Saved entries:
::::
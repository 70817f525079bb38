/// Named parameter registry shared by every build of a model
///
/// Both the train-phase and the eval-phase instantiation draw their
/// parameters from the same registry, so a name created by the first build
/// is reused by the second, and a checkpoint restores into both.
use std::collections::HashMap;
use std::path::Path;

use candle_core::{DType, Device, Tensor};
use candle_nn::{VarBuilder, VarMap};

use crate::{EvalError, Result};

pub struct ParameterRegistry {
    varmap: VarMap,
    dtype: DType,
    device: Device,
}

impl ParameterRegistry {
    /// Create an empty F32 registry on `device`
    pub fn new(device: Device) -> Self {
        Self {
            varmap: VarMap::new(),
            dtype: DType::F32,
            device,
        }
    }

    pub fn device(&self) -> &Device {
        &self.device
    }

    pub fn dtype(&self) -> DType {
        self.dtype
    }

    /// VarBuilder backed by this registry
    ///
    /// Existing names are returned as-is, after a shape check; new names
    /// are initialized and registered.
    pub fn builder(&self) -> VarBuilder<'_> {
        VarBuilder::from_varmap(&self.varmap, self.dtype, &self.device)
    }

    /// Registered parameter names, sorted
    pub fn names(&self) -> Vec<String> {
        let data = self.varmap.data().lock().unwrap_or_else(|p| p.into_inner());
        let mut names: Vec<String> = data.keys().cloned().collect();
        names.sort();
        names
    }

    pub fn len(&self) -> usize {
        self.varmap.data().lock().unwrap_or_else(|p| p.into_inner()).len()
    }

    pub fn is_empty(&self) -> bool {
        self.len() == 0
    }

    /// Current value of a parameter
    pub fn get(&self, name: &str) -> Option<Tensor> {
        let data = self.varmap.data().lock().unwrap_or_else(|p| p.into_inner());
        data.get(name).map(|v| v.as_tensor().clone())
    }

    /// Snapshot of every parameter, keyed by name
    pub fn tensors(&self) -> HashMap<String, Tensor> {
        let data = self.varmap.data().lock().unwrap_or_else(|p| p.into_inner());
        data.iter()
            .map(|(name, var)| (name.clone(), var.as_tensor().clone()))
            .collect()
    }

    /// Overwrite one registered parameter; the shape must match
    pub fn set(&mut self, name: &str, value: &Tensor) -> Result<()> {
        if !self.names().iter().any(|n| n == name) {
            return Err(EvalError::Model(format!("unknown parameter: {}", name)));
        }
        let value = value.to_dtype(self.dtype)?.to_device(&self.device)?;
        self.varmap.set_one(name, value)?;
        Ok(())
    }

    /// Restore every registered parameter from a safetensors file by name
    ///
    /// A name missing from the file or a shape mismatch is fatal.
    pub fn restore<P: AsRef<Path>>(&mut self, path: P) -> Result<()> {
        let path = path.as_ref();
        if self.is_empty() {
            return Err(EvalError::Checkpoint(
                "no parameters registered; build the model before restoring".to_string(),
            ));
        }
        self.varmap.load(path).map_err(|e| {
            EvalError::Checkpoint(format!("failed to restore from {}: {}", path.display(), e))
        })
    }
}

#[cfg(test)]
mod tests {
    use super::*;

    #[test]
    fn test_builder_reuses_names() -> Result<()> {
        let registry = ParameterRegistry::new(Device::Cpu);
        let first = registry.builder().pp("fc").get((2, 3), "weight")?;
        let second = registry.builder().pp("fc").get((2, 3), "weight")?;

        assert_eq!(registry.names(), vec!["fc.weight".to_string()]);
        // Same storage, not a re-initialization
        assert_eq!(first.to_vec2::<f32>()?, second.to_vec2::<f32>()?);
        Ok(())
    }

    #[test]
    fn test_builder_rejects_shape_change() {
        let registry = ParameterRegistry::new(Device::Cpu);
        registry.builder().get((2, 3), "w").unwrap();
        assert!(registry.builder().get((3, 3), "w").is_err());
    }

    #[test]
    fn test_set_known_parameter() -> Result<()> {
        let mut registry = ParameterRegistry::new(Device::Cpu);
        registry.builder().get((2, 2), "w")?;
        registry.set("w", &Tensor::eye(2, DType::F32, &Device::Cpu)?)?;
        let w = registry.get("w").ok_or_else(|| EvalError::Model("missing".to_string()))?;
        assert_eq!(w.to_vec2::<f32>()?, vec![vec![1.0, 0.0], vec![0.0, 1.0]]);

        assert!(registry.set("nope", &w).is_err());
        Ok(())
    }

    #[test]
    fn test_restore_requires_parameters() {
        let mut registry = ParameterRegistry::new(Device::Cpu);
        assert!(matches!(
            registry.restore("missing.safetensors"),
            Err(EvalError::Checkpoint(_))
        ));
    }
}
::::
* WORK ORDER
Look back at the entries above. Retype the line with "pub struct ParameterRegistry", the line with "pub fn get(&self, name: &str)", and all lines in between.

* OUTPUT OF THE EXERCISE
pub struct ParameterRegistry {
    varmap: VarMap,
    dtype: DType,
    device: Device,
}

impl ParameterRegistry {
    /// Create an empty F32 registry on `device`
    pub fn new(device: Device) -> Self {
        Self {
            varmap: VarMap::new(),
            dtype: DType::F32,
            device,
        }
    }

    pub fn device(&self) -> &Device {
        &self.device
    }

    pub fn dtype(&self) -> DType {
        self.dtype
    }

    /// VarBuilder backed by this registry
    ///
    /// Existing names are returned as-is, after a shape check; new names
    /// are initialized and registered.
    pub fn builder(&self) -> VarBuilder<'_> {
        VarBuilder::from_varmap(&self.varmap, self.dtype, &self.device)
    }

    /// Registered parameter names, sorted
    pub fn names(&self) -> Vec<String> {
        let data = self.varmap.data().lock().unwrap_or_else(|p| p.into_inner());
        let mut names: Vec<String> = data.keys().cloned().collect();
        names.sort();
        names
    }

    pub fn len(&self) -> usize {
        self.varmap.data().lock().unwrap_or_else(|p| p.into_inner()).len()
    }

    pub fn is_empty(&self) -> bool {
        self.len() == 0
    }

    /// Current value of a parameter
    pub fn get(&self, name: &str) -> Option<Tensor> {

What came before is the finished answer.